Trial results for a Phase 3 study investigating obicetrapib in patients with heterozygous familial hypercholesterolemia (HeFH) were posted on ClinicalTrials.gov on 2025-06-11. The study showed that obicetrapib 10 mg significantly reduced low-density lipoprotein cholesterol (LDL-C) by -36.05% from baseline at Day 84, compared to a 0.25% increase with placebo.
Background
Heterozygous familial hypercholesterolemia (HeFH) is a genetic disorder characterized by high levels of low-density lipoprotein cholesterol (LDL-C), which increases the risk of early-onset cardiovascular disease. Obicetrapib is being investigated as a potential treatment to reduce these elevated cholesterol levels.
Trial design
The study (NCT05425745) was a Phase 3, placebo-controlled, double-blind, randomized trial designed to evaluate the efficacy, safety, and tolerability of obicetrapib. It enrolled 354 participants with heterozygous familial hypercholesterolemia (HeFH) who were already on maximum tolerated lipid-modifying therapies. Participants were randomized to receive either obicetrapib 10 mg or placebo.
Key results
The trial demonstrated that obicetrapib 10 mg significantly reduced LDL-C and Apolipoprotein B (ApoB) levels compared to placebo over one year.

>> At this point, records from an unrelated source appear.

// SPDX-License-Identifier: PMPL-1.0-or-later
// Copyright (c) 2026 Jonathan D.A. Jewell (hyperpolymath) <jonathan.jewell@open.ac.uk>
//
// Tesseract backend for the recognition adapter.
//
// Drives the `tesseract` command-line tool: each rendering is written to a
// temporary PNG, script detection runs page segmentation mode 0 and reads the
// `Rotate:` line, confidence scoring reads the TSV word table. Every
// invocation runs under a wall-clock deadline; a child that overruns it is
// killed and reported as a timeout.

use std::io::Read;
use std::process::{Command, ExitStatus, Stdio};
use std::thread;
use std::time::{Duration, Instant};

use image::DynamicImage;
use tempfile::NamedTempFile;
use tracing::{debug, instrument};
use upright_core::error::{Result, UprightError};
use upright_core::{Orientation, RecognitionConfig};

use super::{RecognizedToken, Recognizer};
use crate::image::ImageProcessor;

/// Poll interval while waiting for a child process.
const POLL_INTERVAL: Duration = Duration::from_millis(10);

/// Recogniser backed by the Tesseract CLI.
#[derive(Debug, Clone)]
pub struct TesseractRecognizer {
    config: RecognitionConfig,
}

impl TesseractRecognizer {
    pub fn new(config: RecognitionConfig) -> Self {
        Self { config }
    }

    fn timeout(&self) -> Duration {
        Duration::from_millis(self.config.timeout_ms)
    }

    /// Write `image` to a temporary PNG the CLI can read.
    fn stage_image(&self, image: &DynamicImage) -> Result<NamedTempFile> {
        let png = ImageProcessor::from_dynamic(image.clone()).to_png_bytes()?;
        let mut staged = tempfile::Builder::new().suffix(".png").tempfile()?;
        std::io::Write::write_all(&mut staged, &png)?;
        Ok(staged)
    }

    /// Run the CLI, returning `(stdout, stderr)` on success.
    fn run(&self, args: &[&str]) -> Result<(String, String)> {
        let mut command = Command::new(&self.config.command);
        command
            .args(args)
            .stdin(Stdio::null())
            .stdout(Stdio::piped())
            .stderr(Stdio::piped());
        let (status, stdout, stderr) = run_with_deadline(command, self.timeout())?;
        if !status.success() {
            return Err(UprightError::Recognition(format!(
                "{} exited with {}: {}",
                self.config.command,
                status,
                stderr.trim()
            )));
        }
        Ok((stdout, stderr))
    }
}

impl Recognizer for TesseractRecognizer {
    fn name(&self) -> &str {
        "tesseract"
    }

    fn probe(&self) -> bool {
        match self.run(&["--version"]) {
            Ok((stdout, stderr)) => {
                // Older releases print the banner on stderr.
                let banner = if stdout.trim().is_empty() { stderr } else { stdout };
                debug!(version = banner.lines().next().unwrap_or(""), "Tesseract probed");
                true
            }
            Err(err) => {
                debug!(error = %err, "Tesseract probe failed");
                false
            }
        }
    }

    #[instrument(skip_all, fields(width = image.width(), height = image.height()))]
    fn detect_script_orientation(&self, image: &DynamicImage) -> Result<Option<Orientation>> {
        let staged = self.stage_image(image)?;
        let input = staged.path().to_string_lossy().into_owned();
        let (stdout, stderr) = self.run(&[input.as_str(), "stdout", "--psm", "0"])?;
        // Depending on the build, the OSD report lands on either stream.
        Ok(parse_osd_rotation(&stdout).or_else(|| parse_osd_rotation(&stderr)))
    }

    #[instrument(skip_all, fields(width = image.width(), height = image.height(), lang = ?lang))]
    fn recognize(&self, image: &DynamicImage, lang: Option<&str>) -> Result<Vec<RecognizedToken>> {
        let staged = self.stage_image(image)?;
        let input = staged.path().to_string_lossy().into_owned();
        let psm = self.config.page_segmentation_mode.map(|mode| mode.to_string());

        let mut args: Vec<&str> = vec![input.as_str(), "stdout"];
        if let Some(lang) = lang.filter(|l| !l.trim().is_empty()) {
            args.extend(["-l", lang]);
        }
        if let Some(psm) = psm.as_deref() {
            args.extend(["--psm", psm]);
        }
        args.push("tsv");

        let (stdout, _) = self.run(&args)?;
        let tokens = parse_tsv_tokens(&stdout);
        debug!(tokens = tokens.len(), "TSV parsed");
        Ok(tokens)
    }
}

/// Spawn `command` and wait for it, killing it once `timeout` elapses.
///
/// Both pipes are drained on helper threads so a chatty child cannot block on
/// a full pipe while we poll.
fn run_with_deadline(
    mut command: Command,
    timeout: Duration,
) -> Result<(ExitStatus, String, String)> {
    let mut child = command.spawn().map_err(|err| match err.kind() {
        std::io::ErrorKind::NotFound => {
            UprightError::RecognizerUnavailable(format!("{:?} not found", command.get_program()))
        }
        _ => UprightError::Recognition(format!("failed to spawn recogniser: {}", err)),
    })?;

    let stdout = child.stdout.take();
    let stderr = child.stderr.take();
    let stdout_reader = thread::spawn(move || drain(stdout));
    let stderr_reader = thread::spawn(move || drain(stderr));

    let deadline = Instant::now() + timeout;
    let status = loop {
        if let Some(status) = child.try_wait()? {
            break status;
        }
        if Instant::now() >= deadline {
            let _ = child.kill();
            let _ = child.wait();
            return Err(UprightError::RecognitionTimeout {
                after_ms: timeout.as_millis() as u64,
            });
        }
        thread::sleep(POLL_INTERVAL);
    };

    let stdout = stdout_reader
        .join()
        .map_err(|_| UprightError::Recognition("stdout reader panicked".into()))?;
    let stderr = stderr_reader
        .join()
        .map_err(|_| UprightError::Recognition("stderr reader panicked".into()))?;
    Ok((status, stdout, stderr))
}

fn drain(pipe: Option<impl Read>) -> String {
    let mut buffer = Vec::new();
    if let Some(mut pipe) = pipe {
        let _ = pipe.read_to_end(&mut buffer);
    }
    String::from_utf8_lossy(&buffer).into_owned()
}

/// Extract the `Rotate: N` value from an OSD report.
pub(crate) fn parse_osd_rotation(report: &str) -> Option<Orientation> {
    report.lines().find_map(|line| {
        let (key, value) = line.split_once(':')?;
        if key.trim() != "Rotate" {
            return None;
        }
        value
            .trim()
            .parse::<i32>()
            .ok()
            .and_then(Orientation::from_degrees)
    })
}

/// Parse Tesseract's TSV output into tokens.
///
/// Columns: level, page_num, block_num, par_num, line_num, word_num, left,
/// top, width, height, conf, text. Rows whose confidence does not parse are
/// dropped; structural rows (conf -1, empty text) are kept and filtered later.
pub(crate) fn parse_tsv_tokens(tsv: &str) -> Vec<RecognizedToken> {
    tsv.lines()
        .filter(|line| !line.starts_with("level"))
        .filter_map(|line| {
            let fields: Vec<&str> = line.split('\t').collect();
            if fields.len() < 12 {
                return None;
            }
            let confidence = fields[10].trim().parse::<f64>().ok()?;
            Some(RecognizedToken {
                text: fields[11].trim().to_string(),
                confidence,
            })
        })
        .collect()
}
// SPDX-License-Identifier: PMPL-1.0-or-later
// Copyright (c) 2026 Jonathan D.A. Jewell (hyperpolymath) <jonathan.jewell@open.ac.uk>
//
// Core domain types for the Upright orientation engine.

use serde::{Deserialize, Serialize};

/// Clockwise rotation needed to bring a page upright.
#[derive(Debug, Clone, Copy, PartialEq, Eq, Hash, Serialize, Deserialize)]
pub enum Orientation {
    Deg0,
    Deg90,
    Deg180,
    Deg270,
}

impl Orientation {
    /// All four candidates, in clockwise order.
    pub const ALL: [Orientation; 4] = [
        Orientation::Deg0,
        Orientation::Deg90,
        Orientation::Deg180,
        Orientation::Deg270,
    ];

    /// Clockwise degrees (0, 90, 180 or 270).
    pub fn degrees(self) -> u16 {
        match self {
            Orientation::Deg0 => 0,
            Orientation::Deg90 => 90,
            Orientation::Deg180 => 180,
            Orientation::Deg270 => 270,
        }
    }

    /// Map any multiple of 90 (negative values included) onto a candidate.
    /// Returns `None` for angles that are not quarter turns.
    pub fn from_degrees(degrees: i32) -> Option<Self> {
        match degrees.rem_euclid(360) {
            0 => Some(Orientation::Deg0),
            90 => Some(Orientation::Deg90),
            180 => Some(Orientation::Deg180),
            270 => Some(Orientation::Deg270),
            _ => None,
        }
    }

    /// Index into per-candidate tables.
    pub fn index(self) -> usize {
        self.degrees() as usize / 90
    }

    /// True for the {90, 270} partition.
    pub fn is_sideways(self) -> bool {
        matches!(self, Orientation::Deg90 | Orientation::Deg270)
    }

    /// Rotation applied after `self`, i.e. `(self + other) mod 360`.
    pub fn then(self, other: Orientation) -> Orientation {
        Self::ALL[(self.index() + other.index()) % 4]
    }

    /// The candidate half a turn away.
    pub fn flipped(self) -> Orientation {
        self.then(Orientation::Deg180)
    }
}

impl std::fmt::Display for Orientation {
    fn fmt(&self, f: &mut std::fmt::Formatter<'_>) -> std::fmt::Result {
        write!(f, "{}°", self.degrees())
    }
}

/// Which scorer produced a [`ScoreResult`].
#[derive(Debug, Clone, Copy, PartialEq, Eq, Serialize, Deserialize)]
pub enum Provenance {
    /// Projection variance ratio (Stage A and the sideways fallback).
    Projection,
    /// Fused recognition confidence.
    Confidence,
    /// Top/bottom whitespace ratio.
    Whitespace,
    /// The recognition backend's own layout-based orientation guess.
    ScriptDetection,
}

/// A single scorer output for one candidate.
///
/// Invalid results carry `f64::NEG_INFINITY` so that comparisons rank them
/// below every real score.
#[derive(Debug, Clone, Copy, PartialEq, Serialize, Deserialize)]
pub struct ScoreResult {
    /// The candidate this score was computed for.
    pub candidate: Orientation,
    pub value: f64,
    pub provenance: Provenance,
    pub valid: bool,
}

impl ScoreResult {
    pub fn new(candidate: Orientation, provenance: Provenance, value: f64) -> Self {
        Self {
            candidate,
            value,
            provenance,
            valid: value.is_finite(),
        }
    }

    /// A scorer that ran but found nothing to measure.
    pub fn no_signal(candidate: Orientation, provenance: Provenance) -> Self {
        Self {
            candidate,
            value: f64::NEG_INFINITY,
            provenance,
            valid: false,
        }
    }

    pub fn is_valid(&self) -> bool {
        self.valid
    }
}

/// Steps of the orientation fallback chain, in precedence order.
#[derive(Debug, Clone, Copy, PartialEq, Eq, Serialize, Deserialize)]
pub enum Stage {
    ScriptDetection,
    ProjectionPair,
    SidewaysConfidence,
    SidewaysProjection,
    UprightConfidence,
    Whitespace,
    Default,
}

/// One visited step: what it measured and whether it settled the page.
#[derive(Debug, Clone, PartialEq, Serialize, Deserialize)]
pub struct TraceEntry {
    pub stage: Stage,
    pub scores: Vec<ScoreResult>,
    pub resolved: Option<Orientation>,
}

/// Final verdict for one image plus the ordered trace of the steps visited.
#[derive(Debug, Clone, PartialEq, Serialize, Deserialize)]
pub struct Decision {
    pub orientation: Orientation,
    pub trace: Vec<TraceEntry>,
}

impl Decision {
    /// The stage that produced the verdict.
    pub fn resolved_by(&self) -> Stage {
        self.trace
            .iter()
            .rev()
            .find(|entry| entry.resolved.is_some())
            .map(|entry| entry.stage)
            .unwrap_or(Stage::Default)
    }

    /// Whether the caller has to touch the pixels at all.
    pub fn needs_rotation(&self) -> bool {
        self.orientation != Orientation::Deg0
    }
}

#[cfg(test)]
mod tests {
    use super::*;

    #[test]
    fn from_degrees_wraps_quarter_turns() {
        assert_eq!(Orientation::from_degrees(-90), Some(Orientation::Deg270));
        assert_eq!(Orientation::from_degrees(450), Some(Orientation::Deg90));
        assert_eq!(Orientation::from_degrees(360), Some(Orientation::Deg0));
        assert_eq!(Orientation::from_degrees(45), None);
    }

    #[test]
    fn composition_is_modular() {
        assert_eq!(Orientation::Deg270.then(Orientation::Deg180), Orientation::Deg90);
        assert_eq!(Orientation::Deg90.flipped(), Orientation::Deg270);
        assert_eq!(Orientation::Deg0.flipped(), Orientation::Deg180);
    }

    #[test]
    fn sideways_partition() {
        let sideways: Vec<_> = Orientation::ALL
            .iter()
            .filter(|o| o.is_sideways())
            .map(|o| o.degrees())
            .collect();
        assert_eq!(sideways, vec![90, 270]);
    }

    #[test]
    fn non_finite_scores_are_invalid() {
        let nan = ScoreResult::new(Orientation::Deg0, Provenance::Projection, f64::NAN);
        assert!(!nan.is_valid());
        let ok = ScoreResult::new(Orientation::Deg0, Provenance::Projection, 0.25);
        assert!(ok.is_valid());
        let none = ScoreResult::no_signal(Orientation::Deg180, Provenance::Confidence);
        assert_eq!(none.value, f64::NEG_INFINITY);
    }

    #[test]
    fn resolved_by_reports_last_resolving_stage() {
        let decision = Decision {
            orientation: Orientation::Deg180,
            trace: vec![
                TraceEntry {
                    stage: Stage::ProjectionPair,
                    scores: vec![],
                    resolved: None,
                },
                TraceEntry {
                    stage: Stage::Whitespace,
                    scores: vec![],
                    resolved: Some(Orientation::Deg180),
                },
            ],
        };
        assert_eq!(decision.resolved_by(), Stage::Whitespace);
        assert!(decision.needs_rotation());
    }

    #[test]
    fn display_uses_degree_sign() {
        assert_eq!(Orientation::Deg90.to_string(), "90°");
    }
}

- For the outcome "Percent Change in Low-Density Lipoprotein Cholesterol (LDL-C) From Baseline":
- At Day 84, obicetrapib 10 mg showed a least squares mean reduction of -36.05% (Standard Error: 1.769), while placebo showed an increase of 0.25% (Standard Error: 2.480). An ANCOVA analysis indicated a least squares mean difference of -36.31 (95.0% CI: -42.22 to -30.39) with a p-value of 0.0001.
- At Day 180, obicetrapib 10 mg achieved a reduction of -31.80% (Standard Error: 2.054), compared to a 5.98% increase for placebo (Standard Error: 2.925). The ANCOVA analysis showed a least squares mean difference of -37.78 (95.0% CI: -44.79 to -30.78) with a p-value of 0.0001.
- At Day 365, obicetrapib 10 mg resulted in a reduction of -31.14% (Standard Error: 2.544), whereas placebo showed an increase of 10.30% (Standard Error: 4.222). An ANCOVA analysis reported a least squares mean difference of -41.45 (95.0% CI: -51.14 to -31.76) with a p-value of 0.0001.
- For the outcome "Percent Change in Apolipoprotein B (ApoB) From Baseline":
- At Day 84, obicetrapib 10 mg showed a reduction of -21.45% (Standard Error: 1.219), while placebo increased by 2.93% (Standard Error: 1.758). The ANCOVA analysis indicated a least squares mean difference of -24.39 (95.0% CI: -28.58 to -20.2) with a p-value of 0.0001.
- At Day 180, obicetrapib 10 mg achieved a reduction of -18.30% (Standard Error: 1.472), compared to a 6.02% increase for placebo (Standard Error: 2.127). The ANCOVA analysis showed a least squares mean difference of -24.32 (95.0% CI: -29.38 to -19.25) with a p-value of 0.0001.
- At Day 365, obicetrapib 10 mg resulted in a reduction of -17.62% (Standard Error: 1.663), whereas placebo showed an increase of 8.15% (Standard Error: 2.633). An ANCOVA analysis reported a least squares mean difference of -25.77 (95.0% CI: -31.88 to -19.67) with a p-value of 0.0001.
What this means
The consistent and statistically significant reductions in both LDL-C and ApoB observed with obicetrapib 10 mg over a 365-day period suggest its potential as an effective lipid-modifying therapy for patients with heterozygous familial hypercholesterolemia (HeFH). These results indicate that obicetrapib could offer a new therapeutic option for managing high cholesterol in this patient population, particularly when added to existing maximum tolerated lipid-modifying treatments.
Source
The information regarding these trial results was obtained from ClinicalTrials.gov, a public database of clinical studies. The results for study NCT05425745, titled "Evaluate the Effect of Obicetrapib in Patients With HeFH on Top of Maximum Tolerated Lipid-Modifying Therapies," were posted on 2025-06-11 on clinicaltrials.gov.